Ernest Calvin Pace, a federal prisoner, filed a petition for the writ of habeas corpus in the court below, seeking credit on his federal sentence for the time he spent in a state jail, allegedly unable to make bond due to the presence of a federal detainer. The district court dismissed the petition to allow exhaustion of administrative remedies.

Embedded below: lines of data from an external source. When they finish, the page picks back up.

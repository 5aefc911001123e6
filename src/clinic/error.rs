use thiserror::Error;

#[derive(Error, Debug)]
pub enum ClinicError {
    #[error("IO error: {0}")]
    Io(#[from] std::io::Error),

    #[error("Serialization error: {0}")]
    Serialization(#[from] serde_json::Error),

    #[error("Store error: {0}")]
    Store(String),

    #[error("Invalid patch: {0}")]
    InvalidPatch(String),

    #[error("Api Error: {0}")]
    Api(String),
}

pub type Result<T> = std::result::Result<T, ClinicError>;
use clap::Parser;
use clinic_overlay::api::ClinicApi;
use clinic_overlay::config::{ClinicConfig, ClinicHome};
use clinic_overlay::error::{ClinicError, Result};
use clinic_overlay::model::{Entity, Namespace};
use clinic_overlay::overlay::OverlayStore;
use clinic_overlay::seeds;
use clinic_overlay::store::fs::FsBackend;
use serde_json::Value;
use tracing_subscriber::EnvFilter;

mod args;
mod print;
use args::{Cli, Commands};

fn main() {
    if let Err(e) = run() {
        eprintln!("Error: {}", e);
        std::process::exit(1);
    }
}

struct AppContext {
    api: ClinicApi<FsBackend>,
    json: bool,
}

/// Run `$handler` with the seed of whichever entity `$entity` names.
macro_rules! with_entity {
    ($entity:expr, $handler:ident, $ctx:expr $(, $arg:expr)*) => {
        match $entity.parse::<Namespace>()? {
            Namespace::Appointments => $handler($ctx, seeds::appointments() $(, $arg)*),
            Namespace::Invoices => $handler($ctx, seeds::invoices() $(, $arg)*),
            Namespace::Patients => $handler($ctx, seeds::patients() $(, $arg)*),
        }
    };
}

fn run() -> Result<()> {
    let cli = Cli::parse();
    let ctx = init_context(&cli)?;

    match cli.command {
        Commands::List { entity } => with_entity!(entity, handle_list, &ctx),
        Commands::Create { entity, record } => {
            with_entity!(entity, handle_create, &ctx, &record)
        }
        Commands::Update { entity, id, patch } => {
            with_entity!(entity, handle_update, &ctx, &id, &patch)
        }
        Commands::Delete { entity, id } => with_entity!(entity, handle_delete, &ctx, &id),
        Commands::Clear { entity } => handle_clear(&ctx, entity.parse()?),
        Commands::Tombstones { entity } => with_entity!(entity, handle_tombstones, &ctx),
    }
}

fn init_context(cli: &Cli) -> Result<AppContext> {
    let home = ClinicHome::resolve()?;
    init_logging(&home.config, cli.verbose);

    let store = OverlayStore::new(home.backend()).with_pretty_json(home.config.pretty_json);
    Ok(AppContext {
        api: ClinicApi::new(store),
        json: cli.json,
    })
}

fn init_logging(config: &ClinicConfig, verbose: bool) {
    let filter = if verbose {
        EnvFilter::new("debug")
    } else {
        EnvFilter::try_from_default_env().unwrap_or_else(|_| EnvFilter::new(&config.log_level))
    };
    let _ = tracing_subscriber::fmt()
        .with_env_filter(filter)
        .with_writer(std::io::stderr)
        .with_target(false)
        .try_init();
}

fn to_values<T: Entity>(records: &[T]) -> Result<Vec<Value>> {
    records
        .iter()
        .map(|r| serde_json::to_value(r).map_err(ClinicError::Serialization))
        .collect()
}

fn output<T: Entity>(ctx: &AppContext, records: &[T]) -> Result<()> {
    let values = to_values(records)?;
    if ctx.json {
        print::print_json(&Value::Array(values));
    } else {
        print::print_table(&values);
    }
    Ok(())
}

fn handle_list<T: Entity>(ctx: &AppContext, seed: &[T]) -> Result<()> {
    let records = ctx.api.list(seed);
    output(ctx, &records)
}

fn handle_create<T: Entity>(ctx: &AppContext, seed: &[T], record: &str) -> Result<()> {
    let record: T = serde_json::from_str(record)?;
    let created = ctx.api.create(seed, record)?;
    if !ctx.json {
        print::print_success(&format!("Created {} ({})", created.id(), T::NAMESPACE));
    }
    output(ctx, std::slice::from_ref(&created))
}

fn handle_update<T: Entity>(ctx: &AppContext, seed: &[T], id: &str, patch: &str) -> Result<()> {
    let patch: Value = serde_json::from_str(patch)?;
    match ctx.api.update(seed, id, &patch)? {
        Some(updated) => {
            if !ctx.json {
                print::print_success(&format!("Updated {} ({})", id, T::NAMESPACE));
            }
            output(ctx, std::slice::from_ref(&updated))
        }
        None => Err(ClinicError::Api(format!(
            "No record with id {} in {}",
            id,
            T::NAMESPACE
        ))),
    }
}

fn handle_delete<T: Entity>(ctx: &AppContext, seed: &[T], id: &str) -> Result<()> {
    if ctx.api.delete(seed, id)? {
        print::print_success(&format!("Deleted {} ({})", id, T::NAMESPACE));
        Ok(())
    } else {
        Err(ClinicError::Api(format!(
            "No record with id {} in {}",
            id,
            T::NAMESPACE
        )))
    }
}

fn handle_clear(ctx: &AppContext, ns: Namespace) -> Result<()> {
    ctx.api.clear(ns)?;
    print::print_success(&format!("Cleared local changes for {}", ns));
    Ok(())
}

fn handle_tombstones<T: Entity>(ctx: &AppContext, _seed: &[T]) -> Result<()> {
    let deleted = ctx.api.overlay::<T>().deleted_ids;
    if ctx.json {
        print::print_json(&Value::from(deleted));
    } else if deleted.is_empty() {
        print::print_info("No deleted records.");
    } else {
        for id in deleted {
            println!("{}", id);
        }
    }
    Ok(())
}
//! # Storage Layer
//!
//! The durable key-value store the overlay is persisted in. The
//! [`KeyValueStore`] trait is the only thing the overlay logic knows about
//! persistence, so it can be swapped without touching merge semantics.
//!
//! ## Implementations
//!
//! - [`fs::FsBackend`]: Production file-based storage
//!   - One JSON file per key: `<root>/<key>.json`
//!   - Writes are atomic (tmp file, then rename)
//!
//! - [`memory::MemBackend`]: In-memory storage for testing
//!   - No persistence
//!   - Can simulate read and write failures
//!
//! ## Storage Format
//!
//! For `FsBackend`:
//! ```text
//! ~/.local/share/clinic/
//! ├── appointments.local.json       # {"items": [...], "deletedIds": [...]}
//! ├── billing.invoices.local.json
//! ├── patients.local.json
//! └── config.json
//! ```
//!
//! The store is process-wide and keyed by namespace. There is no locking:
//! two processes writing the same key concurrently means the last writer wins.

use crate::error::Result;

pub mod fs;
pub mod memory;

/// Abstract interface for raw string-keyed storage.
///
/// All methods take `&self`; the overlay store does a fresh read and a fresh
/// write per call and never holds state between calls.
pub trait KeyValueStore {
    /// Read the value stored under `key`.
    /// Returns Ok(None) if nothing has been stored yet.
    fn get(&self, key: &str) -> Result<Option<String>>;

    /// Store `value` under `key`, replacing any previous value.
    fn set(&self, key: &str, value: &str) -> Result<()>;

    /// Remove `key`. Removing a missing key is not an error.
    fn remove(&self, key: &str) -> Result<()>;
}

impl<S: KeyValueStore + ?Sized> KeyValueStore for &S {
    fn get(&self, key: &str) -> Result<Option<String>> {
        (**self).get(key)
    }

    fn set(&self, key: &str, value: &str) -> Result<()> {
        (**self).set(key, value)
    }

    fn remove(&self, key: &str) -> Result<()> {
        (**self).remove(key)
    }
}
use colored::*;
use serde_json::Value;
use unicode_width::UnicodeWidthStr;

fn cell(value: &Value) -> String {
    match value {
        Value::Null => "-".to_string(),
        Value::String(s) => s.clone(),
        other => other.to_string(),
    }
}

fn pad(text: &str, width: usize) -> String {
    let fill = width.saturating_sub(UnicodeWidthStr::width(text));
    format!("{}{}", text, " ".repeat(fill))
}

/// Print records as aligned columns, headers taken from the first record.
pub fn print_table(rows: &[Value]) {
    let Some(Value::Object(first)) = rows.first() else {
        println!("{}", "No records.".dimmed());
        return;
    };
    // id leads; the rest keep serde_json's key order
    let headers: Vec<&String> = first
        .keys()
        .filter(|k| k.as_str() == "id")
        .chain(first.keys().filter(|k| k.as_str() != "id"))
        .collect();

    let cells: Vec<Vec<String>> = rows
        .iter()
        .map(|row| {
            headers
                .iter()
                .map(|h| row.get(h.as_str()).map(cell).unwrap_or_default())
                .collect()
        })
        .collect();

    let widths: Vec<usize> = headers
        .iter()
        .enumerate()
        .map(|(i, h)| {
            cells
                .iter()
                .map(|r| UnicodeWidthStr::width(r[i].as_str()))
                .chain(std::iter::once(UnicodeWidthStr::width(h.as_str())))
                .max()
                .unwrap_or(0)
        })
        .collect();

    let header_line: Vec<String> = headers
        .iter()
        .zip(&widths)
        .map(|(h, w)| pad(h, *w))
        .collect();
    println!("{}", header_line.join("  ").bold());

    for row in cells {
        let line: Vec<String> = row
            .iter()
            .zip(&widths)
            .enumerate()
            .map(|(i, (c, w))| {
                if i == 0 {
                    pad(c, *w).cyan().to_string()
                } else {
                    pad(c, *w)
                }
            })
            .collect();
        println!("{}", line.join("  "));
    }
}

pub fn print_json(value: &Value) {
    match serde_json::to_string_pretty(value) {
        Ok(text) => println!("{}", text),
        Err(_) => println!("{}", value),
    }
}

pub fn print_success(message: &str) {
    println!("{}", message.green());
}

pub fn print_info(message: &str) {
    println!("{}", message.dimmed());
}
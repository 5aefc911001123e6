use super::KeyValueStore;
use crate::error::{ClinicError, Result};
use std::fs;
use std::io::ErrorKind;
use std::path::{Path, PathBuf};
use uuid::Uuid;

/// File-backed store: every key is a `<key>.json` file under `root`.
pub struct FsBackend {
    root: PathBuf,
}

impl FsBackend {
    pub fn new(root: impl Into<PathBuf>) -> Self {
        Self { root: root.into() }
    }

    pub fn root(&self) -> &Path {
        &self.root
    }

    pub fn key_path(&self, key: &str) -> Result<PathBuf> {
        validate_key(key)?;
        Ok(self.root.join(format!("{}.json", key)))
    }

    fn ensure_dir(&self) -> Result<()> {
        if !self.root.exists() {
            fs::create_dir_all(&self.root).map_err(ClinicError::Io)?;
        }
        Ok(())
    }
}

// Keys become file names; keep them to a safe alphabet.
fn validate_key(key: &str) -> Result<()> {
    let ok = !key.is_empty()
        && !key.starts_with('.')
        && key
            .chars()
            .all(|c| c.is_ascii_alphanumeric() || matches!(c, '.' | '-' | '_'));
    if ok {
        Ok(())
    } else {
        Err(ClinicError::Store(format!("Invalid storage key: {:?}", key)))
    }
}

impl KeyValueStore for FsBackend {
    fn get(&self, key: &str) -> Result<Option<String>> {
        let path = self.key_path(key)?;
        match fs::read_to_string(&path) {
            Ok(content) => Ok(Some(content)),
            Err(e) if e.kind() == ErrorKind::NotFound => Ok(None),
            Err(e) => Err(ClinicError::Io(e)),
        }
    }

    fn set(&self, key: &str, value: &str) -> Result<()> {
        let path = self.key_path(key)?;
        self.ensure_dir()?;

        let tmp_file = self.root.join(format!(".{}-{}.tmp", key, Uuid::new_v4()));
        let written = fs::write(&tmp_file, value).and_then(|()| fs::rename(&tmp_file, &path));
        if let Err(e) = written {
            let _ = fs::remove_file(&tmp_file);
            return Err(ClinicError::Io(e));
        }
        Ok(())
    }

    fn remove(&self, key: &str) -> Result<()> {
        let path = self.key_path(key)?;
        match fs::remove_file(&path) {
            Ok(()) => Ok(()),
            Err(e) if e.kind() == ErrorKind::NotFound => Ok(()),
            Err(e) => Err(ClinicError::Io(e)),
        }
    }
}
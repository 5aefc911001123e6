use super::KeyValueStore;
use crate::error::{ClinicError, Result};
use std::cell::{Cell, RefCell};
use std::collections::HashMap;

/// In-memory storage backend for testing.
///
/// Uses `RefCell` for interior mutability since the store is single-threaded.
/// This keeps the `KeyValueStore` trait on `&self` without a lock.
#[derive(Default)]
pub struct MemBackend {
    entries: RefCell<HashMap<String, String>>,
    simulate_write_error: Cell<bool>,
    simulate_read_error: Cell<bool>,
}

impl MemBackend {
    pub fn new() -> Self {
        Self::default()
    }

    /// Make every subsequent `set`/`remove` fail, as a full or missing disk would.
    pub fn set_simulate_write_error(&self, simulate: bool) {
        self.simulate_write_error.set(simulate);
    }

    /// Make every subsequent `get` fail.
    pub fn set_simulate_read_error(&self, simulate: bool) {
        self.simulate_read_error.set(simulate);
    }

    /// Store a raw payload, bypassing failure simulation. Used to plant
    /// corrupt state.
    pub fn raw_put(&self, key: &str, value: &str) {
        self.entries
            .borrow_mut()
            .insert(key.to_string(), value.to_string());
    }

    pub fn raw_get(&self, key: &str) -> Option<String> {
        self.entries.borrow().get(key).cloned()
    }
}

impl KeyValueStore for MemBackend {
    fn get(&self, key: &str) -> Result<Option<String>> {
        if self.simulate_read_error.get() {
            return Err(ClinicError::Store("Simulated read error".to_string()));
        }
        Ok(self.entries.borrow().get(key).cloned())
    }

    fn set(&self, key: &str, value: &str) -> Result<()> {
        if self.simulate_write_error.get() {
            return Err(ClinicError::Store("Simulated write error".to_string()));
        }
        self.entries
            .borrow_mut()
            .insert(key.to_string(), value.to_string());
        Ok(())
    }

    fn remove(&self, key: &str) -> Result<()> {
        if self.simulate_write_error.get() {
            return Err(ClinicError::Store("Simulated write error".to_string()));
        }
        self.entries.borrow_mut().remove(key);
        Ok(())
    }
}
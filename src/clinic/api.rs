//! # API Facade
//!
//! The API layer is a **thin facade** over the overlay store. Each method
//! fixes the namespace and the bundled seed for one entity type and forwards
//! to the generic operation; there is no logic here beyond that.
//!
//! ## Generic Over KeyValueStore
//!
//! `ClinicApi<B: KeyValueStore>` is generic over the backing store:
//! - Production: `ClinicApi<FsBackend>`
//! - Testing: `ClinicApi<MemBackend>`

use crate::error::Result;
use crate::model::{
    Appointment, AppointmentStatus, Entity, Invoice, InvoiceStatus, Namespace, Patient,
};
use crate::overlay::{OverlayState, OverlayStore};
use crate::seeds;
use crate::store::KeyValueStore;
use chrono::NaiveDate;
use serde::Serialize;

/// Field changes for an appointment. `None` fields are left as they are.
#[derive(Debug, Clone, Default, Serialize)]
#[serde(rename_all = "camelCase")]
pub struct AppointmentPatch {
    #[serde(skip_serializing_if = "Option::is_none")]
    pub patient_name: Option<String>,
    #[serde(skip_serializing_if = "Option::is_none")]
    pub doctor: Option<String>,
    #[serde(skip_serializing_if = "Option::is_none")]
    pub date: Option<NaiveDate>,
    #[serde(skip_serializing_if = "Option::is_none")]
    pub time: Option<String>,
    #[serde(skip_serializing_if = "Option::is_none")]
    pub reason: Option<String>,
    #[serde(skip_serializing_if = "Option::is_none")]
    pub status: Option<AppointmentStatus>,
}

#[derive(Debug, Clone, Default, Serialize)]
#[serde(rename_all = "camelCase")]
pub struct InvoicePatch {
    #[serde(skip_serializing_if = "Option::is_none")]
    pub patient_name: Option<String>,
    #[serde(skip_serializing_if = "Option::is_none")]
    pub amount: Option<u64>,
    #[serde(skip_serializing_if = "Option::is_none")]
    pub issued_on: Option<NaiveDate>,
    #[serde(skip_serializing_if = "Option::is_none")]
    pub due_on: Option<NaiveDate>,
    #[serde(skip_serializing_if = "Option::is_none")]
    pub status: Option<InvoiceStatus>,
}

#[derive(Debug, Clone, Default, Serialize)]
#[serde(rename_all = "camelCase")]
pub struct PatientPatch {
    #[serde(skip_serializing_if = "Option::is_none")]
    pub name: Option<String>,
    #[serde(skip_serializing_if = "Option::is_none")]
    pub date_of_birth: Option<NaiveDate>,
    #[serde(skip_serializing_if = "Option::is_none")]
    pub phone: Option<String>,
    #[serde(skip_serializing_if = "Option::is_none")]
    pub email: Option<String>,
    /// `Some(None)` clears the last visit.
    #[serde(skip_serializing_if = "Option::is_none")]
    pub last_visit: Option<Option<NaiveDate>>,
}

/// The entry point UI code talks to.
pub struct ClinicApi<B: KeyValueStore> {
    store: OverlayStore<B>,
}

impl<B: KeyValueStore> ClinicApi<B> {
    pub fn new(store: OverlayStore<B>) -> Self {
        Self { store }
    }

    pub fn store(&self) -> &OverlayStore<B> {
        &self.store
    }

    // --- Generic entity operations ---

    pub fn list<T: Entity>(&self, seed: &[T]) -> Vec<T> {
        self.store.list(T::NAMESPACE, seed)
    }

    pub fn create<T: Entity>(&self, seed: &[T], record: T) -> Result<T> {
        self.store.create(T::NAMESPACE, seed, record)
    }

    pub fn update<T: Entity, P: Serialize + ?Sized>(
        &self,
        seed: &[T],
        id: &str,
        patch: &P,
    ) -> Result<Option<T>> {
        self.store.update(T::NAMESPACE, seed, id, patch)
    }

    pub fn delete<T: Entity>(&self, seed: &[T], id: &str) -> Result<bool> {
        self.store.delete(T::NAMESPACE, seed, id)
    }

    pub fn overlay<T: Entity>(&self) -> OverlayState<T> {
        self.store.overlay(T::NAMESPACE)
    }

    pub fn clear(&self, ns: Namespace) -> Result<()> {
        self.store.clear(ns)
    }

    // --- Appointments ---

    pub fn list_appointments(&self) -> Vec<Appointment> {
        self.list(seeds::appointments())
    }

    pub fn create_appointment(&self, appointment: Appointment) -> Result<Appointment> {
        self.create(seeds::appointments(), appointment)
    }

    pub fn update_appointment(
        &self,
        id: &str,
        patch: &AppointmentPatch,
    ) -> Result<Option<Appointment>> {
        self.update(seeds::appointments(), id, patch)
    }

    pub fn delete_appointment(&self, id: &str) -> Result<bool> {
        self.delete(seeds::appointments(), id)
    }

    // --- Invoices ---

    pub fn list_invoices(&self) -> Vec<Invoice> {
        self.list(seeds::invoices())
    }

    pub fn create_invoice(&self, invoice: Invoice) -> Result<Invoice> {
        self.create(seeds::invoices(), invoice)
    }

    pub fn update_invoice(&self, id: &str, patch: &InvoicePatch) -> Result<Option<Invoice>> {
        self.update(seeds::invoices(), id, patch)
    }

    pub fn delete_invoice(&self, id: &str) -> Result<bool> {
        self.delete(seeds::invoices(), id)
    }

    // --- Patients ---

    pub fn list_patients(&self) -> Vec<Patient> {
        self.list(seeds::patients())
    }

    pub fn create_patient(&self, patient: Patient) -> Result<Patient> {
        self.create(seeds::patients(), patient)
    }

    pub fn update_patient(&self, id: &str, patch: &PatientPatch) -> Result<Option<Patient>> {
        self.update(seeds::patients(), id, patch)
    }

    pub fn delete_patient(&self, id: &str) -> Result<bool> {
        self.delete(seeds::patients(), id)
    }
}

#[cfg(test)]
mod tests {
    use super::*;
    use crate::store::memory::MemBackend;

    fn api() -> ClinicApi<MemBackend> {
        ClinicApi::new(OverlayStore::new(MemBackend::new()))
    }

    #[test]
    fn lists_bundled_seeds() {
        let api = api();
        assert_eq!(api.list_appointments(), seeds::appointments());
        assert_eq!(api.list_invoices(), seeds::invoices());
        assert_eq!(api.list_patients(), seeds::patients());
    }

    #[test]
    fn appointment_patch_changes_only_given_fields() {
        let api = api();
        let patch = AppointmentPatch {
            status: Some(AppointmentStatus::Cancelled),
            ..Default::default()
        };
        let updated = api.update_appointment("apt-1001", &patch).unwrap().unwrap();

        let original = &seeds::appointments()[0];
        assert_eq!(updated.status, AppointmentStatus::Cancelled);
        assert_eq!(updated.patient_name, original.patient_name);
        assert_eq!(updated.date, original.date);
        assert_eq!(api.list_appointments()[0], updated);
    }

    #[test]
    fn invoice_writes_go_to_billing_namespace() {
        let api = api();
        api.delete_invoice("inv-2002").unwrap();

        let raw = api
            .store()
            .backend()
            .raw_get("billing.invoices.local")
            .unwrap();
        assert!(raw.contains("inv-2002"));
        assert_eq!(api.list_invoices().len(), seeds::invoices().len() - 1);
        assert_eq!(api.list_patients().len(), seeds::patients().len());
    }

    #[test]
    fn created_patient_is_appended() {
        let api = api();
        let created = api
            .create_patient(Patient {
                id: String::new(),
                name: "Bob Ferris".into(),
                date_of_birth: NaiveDate::from_ymd_opt(1990, 7, 4).unwrap(),
                phone: String::new(),
                email: String::new(),
                last_visit: None,
            })
            .unwrap();

        let patients = api.list_patients();
        assert_eq!(patients.last(), Some(&created));
        assert_eq!(patients.len(), seeds::patients().len() + 1);
    }

    #[test]
    fn patient_patch_sets_and_clears_last_visit() {
        let api = api();
        let visit = NaiveDate::from_ymd_opt(2024, 6, 1).unwrap();

        let patch = PatientPatch {
            last_visit: Some(Some(visit)),
            ..Default::default()
        };
        let updated = api.update_patient("pat-3001", &patch).unwrap().unwrap();
        assert_eq!(updated.last_visit, Some(visit));

        let patch = PatientPatch {
            last_visit: Some(None),
            ..Default::default()
        };
        let updated = api.update_patient("pat-3001", &patch).unwrap().unwrap();
        assert_eq!(updated.last_visit, None);

        let untouched = api
            .update_patient("pat-3002", &PatientPatch::default())
            .unwrap()
            .unwrap();
        assert_eq!(untouched.last_visit, seeds::patients()[1].last_visit);
    }

    #[test]
    fn unknown_ids_are_not_found() {
        let api = api();
        assert!(api
            .update_patient("pat-9999", &PatientPatch::default())
            .unwrap()
            .is_none());
        assert!(!api.delete_appointment("apt-9999").unwrap());
    }

    #[test]
    fn clear_resets_one_namespace() {
        let api = api();
        api.delete_patient("pat-3001").unwrap();
        api.delete_invoice("inv-2001").unwrap();

        api.clear(Namespace::Patients).unwrap();
        assert_eq!(api.list_patients(), seeds::patients());
        assert_eq!(api.list_invoices().len(), seeds::invoices().len() - 1);
    }
}
use clap::{Parser, Subcommand};

#[derive(Parser, Debug)]
#[command(name = "clinic")]
#[command(about = "Inspect and edit the local overlay over bundled clinic records", long_about = None)]
pub struct Cli {
    #[command(subcommand)]
    pub command: Commands,

    /// Verbose output (debug logging)
    #[arg(short, long, global = true)]
    pub verbose: bool,

    /// Print records as JSON
    #[arg(long, global = true)]
    pub json: bool,
}

#[derive(Subcommand, Debug)]
pub enum Commands {
    /// List the effective records for an entity type
    #[command(alias = "ls")]
    List {
        /// appointments, invoices or patients
        entity: String,
    },

    /// Create a record from a JSON object (an empty or missing id gets one generated)
    #[command(alias = "n")]
    Create {
        entity: String,

        /// The record as JSON, e.g. '{"name":"Bob","dateOfBirth":"1990-07-04","lastVisit":null}'
        record: String,
    },

    /// Merge a JSON object of field changes into a record
    #[command(alias = "u")]
    Update {
        entity: String,

        id: String,

        /// Field changes as JSON, e.g. '{"status":"paid"}'
        patch: String,
    },

    /// Delete a record
    #[command(alias = "rm")]
    Delete { entity: String, id: String },

    /// Drop all local edits for an entity type
    Clear { entity: String },

    /// Show locally deleted ids
    Tombstones { entity: String },
}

The trial judge's ruling was correct. Resort to the courts in matters of this kind are probably unnecessary since there is a statutory requirement that the Attorney General shall give credit "for any days spent in custody in connection with the offense or acts for which sentence was imposed." 18 U.S.C. § 3568. There is no reason to believe that the Attorney General will not do his duty and give appropriate credit to the prisoner where it is warranted. Petitioner should therefore first exhaust the administrative means which are at his disposal. For example, he can deposit his request in the Prisoner's Mail Box where it can be received by the Department of Justice, Bureau of Prisons, or by the United States Board of Parole. These agencies are in much better position to investigate the facts and determine what credit, if any, is due a prisoner, than is the federal district court. The limited time of the courts must be conserved, especially since it appears that petitioner already has an adequate administrative remedy. We do not read our decision (by the same panel of judges herein) in Davis v. Attorney General of the United States, 5 Cir., 1970, 425 F.2d 238, to the contrary. The question of prior exhaustion of administrative remedies was not raised in that case.

Affirmed.1

1 It is appropriate to dispose of this pro se case summarily, pursuant to this Court's local Rule 9(c) (2), appellant having failed to file a brief within the time fixed by Rule 31, Federal Rules of Appellate Procedure. Kimbrough v. Beto, 5 Cir., 1969, 412 F.2d 981.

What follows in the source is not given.